How is journalism changing when it comes to reporting on crimes against women? Why do some crimes, and some victims, get more press than others? And how does media coverage affect police investigations and the pursuit of justice in specific criminal cases?
For this Fifth Estate discussion, Sally Warhaft will be joined by former Victoria Police chief commissioner Christine Nixon and veteran crime journalist Andrew Rule. They’ll discuss prejudice and perception in media and police work.
How does public scrutiny help and hinder the police? How are media standards, and public standards, changing? What works, and what doesn’t, in solving and preventing, these kinds of crimes?

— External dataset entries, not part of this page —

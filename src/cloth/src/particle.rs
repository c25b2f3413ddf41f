use crate::V3;
use protocol::pr_model::PrParticle;

pub const DAMPING: f32 = 0.03;
pub const DRAG: f32 = 1.0 - DAMPING;

/// One mass point of the cloth grid. Velocity is never stored, it is
/// implied by `pos - ppos` (Verlet).
#[derive(Clone)]
pub struct Particle {
	pub pos: V3,
	pub ppos: V3,
	pub origin: V3,
	pub accel: V3,
	pub mass: f32,
	pub imass: f32,
}

impl Particle {
	/// `mass` must be positive, anchoring is done by positional reset
	/// (see `reset_to_origin`), never by infinite mass.
	pub fn new(pos: V3, mass: f32) -> Self {
		Self {
			pos,
			ppos: pos,
			origin: pos,
			accel: V3::zeros(),
			mass,
			imass: 1.0 / mass,
		}
	}

	pub fn add_force(&mut self, force: V3) {
		self.accel += force * self.imass;
	}

	/// One Verlet step. The implied velocity is scaled by `DRAG` so the
	/// sheet loses a little energy every frame. Acceleration is cleared
	/// afterwards, forces must be re-applied each step.
	pub fn integrate(&mut self, dt2: f32) {
		let new_pos =
			self.pos + (self.pos - self.ppos) * DRAG + self.accel * dt2;
		self.ppos = self.pos;
		self.pos = new_pos;
		self.accel = V3::zeros();
	}

	/// Snap back to the rest position. Setting `ppos` as well zeroes
	/// the implied velocity, so the particle stays put next step.
	pub fn reset_to_origin(&mut self) {
		self.pos = self.origin;
		self.ppos = self.origin;
	}

	pub fn render(&self) -> PrParticle {
		PrParticle {
			pos: [self.pos[0], self.pos[1], self.pos[2]],
		}
	}
}

#[cfg(test)]
mod test {
	use super::*;

	#[test]
	fn at_rest_stays_put() {
		let mut p = Particle::new(V3::new(1., 2., 3.), 0.1);
		p.integrate(0.018 * 0.018);
		assert_eq!(p.pos, V3::new(1., 2., 3.));
		assert_eq!(p.ppos, p.pos);
	}

	#[test]
	fn force_scaled_by_inverse_mass() {
		let mut p = Particle::new(V3::zeros(), 0.1);
		p.add_force(V3::new(0., -1., 0.));
		assert!((p.accel[1] + 10.).abs() < 1e-4);
	}

	#[test]
	fn acceleration_cleared_after_integrate() {
		let mut p = Particle::new(V3::zeros(), 1.0);
		p.add_force(V3::new(0., -9.8, 0.));
		let dt2 = 0.018 * 0.018;
		p.integrate(dt2);
		assert_eq!(p.accel, V3::zeros());
		assert!((p.pos[1] + 9.8 * dt2).abs() < 1e-6);
	}

	#[test]
	fn drag_bleeds_implied_velocity() {
		let mut p = Particle::new(V3::zeros(), 1.0);
		p.ppos = V3::new(-1., 0., 0.);
		p.integrate(0.018 * 0.018);
		assert!((p.pos[0] - DRAG).abs() < 1e-6);
	}

	#[test]
	fn reset_is_idempotent() {
		let mut p = Particle::new(V3::new(5., 5., 5.), 0.1);
		p.pos = V3::new(7., 7., 7.);
		p.ppos = V3::new(6., 6., 6.);
		p.reset_to_origin();
		let once = (p.pos, p.ppos);
		p.reset_to_origin();
		assert_eq!(once, (p.pos, p.ppos));
		assert_eq!(p.pos, p.origin);
	}
}
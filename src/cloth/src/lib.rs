pub mod cloth;
pub mod collider;
pub mod constraint;
pub mod controller_message;
pub mod cworld;
pub mod particle;
pub mod pins;

pub type V3 = nalgebra::Vector3<f32>;
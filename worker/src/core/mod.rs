//! Deterministic, pure logic shared by the worker.
//!
//! Core modules must be free of I/O side effects beyond reading from a
//! caller-supplied reader. They are fully testable in isolation.

pub mod output_name;
pub mod scan;
pub mod testfile;
pub mod types;
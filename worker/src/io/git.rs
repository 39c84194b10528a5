//! Git adapter for preparing a job's checkout.
//!
//! Every git invocation runs through the job's [`JobControl`] like any other
//! job command, and its transcript goes to the job's output.

use std::path::{Path, PathBuf};
use std::process::Command;
use std::time::Duration;

use anyhow::{Context, Result};
use tracing::{debug, info, instrument, warn};

use crate::io::process::{JobControl, OutputTarget, echo_command, redirect_output, run_checked};

/// Operations repository preparation needs from a working tree.
pub trait Repository {
    /// True if `sha` definitely exists locally. Errors count as "no".
    fn object_exists(&self, out: &mut dyn OutputTarget, ctl: &JobControl, sha: &str) -> bool;
    /// Fetch remote refs.
    fn fetch(&self, out: &mut dyn OutputTarget, ctl: &JobControl) -> Result<()>;
    /// Remove untracked and ignored files.
    fn clean(&self, out: &mut dyn OutputTarget, ctl: &JobControl) -> Result<()>;
    /// Hard-reset the working tree to `sha`.
    fn reset_hard(&self, out: &mut dyn OutputTarget, ctl: &JobControl, sha: &str) -> Result<()>;
}

/// Wrapper for executing git commands in a working directory.
#[derive(Debug, Clone)]
pub struct Git {
    workdir: PathBuf,
}

impl Git {
    pub fn new(workdir: impl Into<PathBuf>) -> Self {
        Self {
            workdir: workdir.into(),
        }
    }

    pub fn workdir(&self) -> &Path {
        &self.workdir
    }

    /// Clone `url` into `dest` and return a wrapper for the new checkout.
    #[instrument(skip_all, fields(url))]
    pub fn clone_from(
        url: &str,
        dest: &Path,
        out: &mut dyn OutputTarget,
        ctl: &JobControl,
    ) -> Result<Self> {
        info!(dest = %dest.display(), "cloning repository");
        let mut cmd = Command::new("git");
        cmd.arg("clone").arg(url).arg(dest);
        redirect_output(&mut cmd, out)?;
        echo_command(out, &cmd)?;
        run_checked(cmd, ctl).with_context(|| format!("git clone {url}"))?;
        Ok(Self::new(dest))
    }

    /// Create and checkout a new branch at current HEAD.
    pub fn checkout_new_branch(
        &self,
        out: &mut dyn OutputTarget,
        ctl: &JobControl,
        branch: &str,
    ) -> Result<()> {
        debug!(branch, "creating and checking out new branch");
        self.run(out, ctl, &["checkout", "-b", branch])
    }

    fn run(&self, out: &mut dyn OutputTarget, ctl: &JobControl, args: &[&str]) -> Result<()> {
        let mut cmd = Command::new("git");
        cmd.args(args).current_dir(&self.workdir);
        redirect_output(&mut cmd, out)?;
        echo_command(out, &cmd)?;
        run_checked(cmd, ctl).with_context(|| format!("git {}", args.join(" ")))
    }
}

impl Repository for Git {
    fn object_exists(&self, out: &mut dyn OutputTarget, ctl: &JobControl, sha: &str) -> bool {
        self.run(out, ctl, &["cat-file", "-e", sha]).is_ok()
    }

    fn fetch(&self, out: &mut dyn OutputTarget, ctl: &JobControl) -> Result<()> {
        self.run(out, ctl, &["fetch"])
    }

    fn clean(&self, out: &mut dyn OutputTarget, ctl: &JobControl) -> Result<()> {
        self.run(out, ctl, &["clean", "-xdf"])
    }

    fn reset_hard(&self, out: &mut dyn OutputTarget, ctl: &JobControl, sha: &str) -> Result<()> {
        self.run(out, ctl, &["reset", "--hard", sha])
    }
}

/// Leave `repo` clean and checked out exactly at `sha`.
///
/// If `sha` is missing locally, remote refs are fetched. A failed fetch is
/// retried once after `retry_delay`; fetching is flaky and a second attempt
/// usually works.
#[instrument(skip_all, fields(sha))]
pub fn prepare_checkout<R: Repository + ?Sized>(
    repo: &R,
    sha: &str,
    retry_delay: Duration,
    out: &mut dyn OutputTarget,
    ctl: &JobControl,
) -> Result<()> {
    if !repo.object_exists(out, ctl, sha)
        && let Err(err) = repo.fetch(out, ctl)
    {
        warn!(err = %format!("{err:#}"), "fetch failed, retrying once");
        ctl.sleep(retry_delay)?;
        repo.fetch(out, ctl)?;
    }
    repo.clean(out, ctl)?;
    repo.reset_hard(out, ctl, sha)?;
    debug!("checkout ready");
    Ok(())
}
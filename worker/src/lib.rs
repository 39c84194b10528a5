//! CI box worker.
//!
//! A box long-polls its farmer for the job it should be running, runs it in
//! its own process group under a deadline, streams its output on request, and
//! reports the result. The crate is split the usual way:
//!
//! - **[`core`]**: Pure logic (wire types, Testfile parsing, output naming,
//!   error scanning). No I/O.
//! - **[`io`]**: Side effects (git, processes, the farmer, artifact storage,
//!   configuration).
//!
//! The orchestration modules ([`executor`], [`job`], [`report`],
//! [`follow`], [`looping`]) tie the two together around the shared
//! [`registry`] of the current job.

pub mod core;
pub mod executor;
pub mod exit_codes;
pub mod follow;
pub mod io;
pub mod job;
pub mod logging;
pub mod looping;
pub mod registry;
pub mod report;
#[cfg(any(test, feature = "test-support"))]
pub mod test_support;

Dymocks Camberwell will be our bookseller at this event.
Featuring
Sally Warhaft
Sally Warhaft is a Melbourne broadcaster, anthropologist and writer. She is the host of The Fifth Estate, the Wheeler Centre’s live series focusing on journalism, politics, media, and international relations, and The Leap Year ...
Christine Nixon
Christine Nixon is a Deputy Chancellor of Monash University, Chair of Monash College Pty Ltd and Chair of Good Shepherd Microfinance. She was the Chief Commissioner of Victoria Police from 2001 to 2009 and led the Victorian Bushfire Reconstruction and Recovery Authority from 2009 to 2010. She co-wrote Fair Cop with Jo Chandler and Women Leading with Amanda Sinclair. Nixon teaches, consults and mentors on change and leadership.
Andrew Rule
Andrew Rule has written about some of the biggest Australian crimes of the last 30 years and lived to tell the tale.
Born in far eastern Victoria, he broke into journalism in Gippsland in the 1970s. Since then he has worked as a journalist for the Age and the Herald Sun and as a radio and television producer. After the success of his first true crime book, Cuckoo, he conspired with John Silvester to publish the Chopper series and Underbelly books.
He has won the Gold Walkley, the Graham Perkin Journalist of the Year award (twice) and eight Quill awards. Currently, Andrew is associate editor and columnist for the Herald Sun and crime correspondent for Melbourne's Triple M breakfast radio.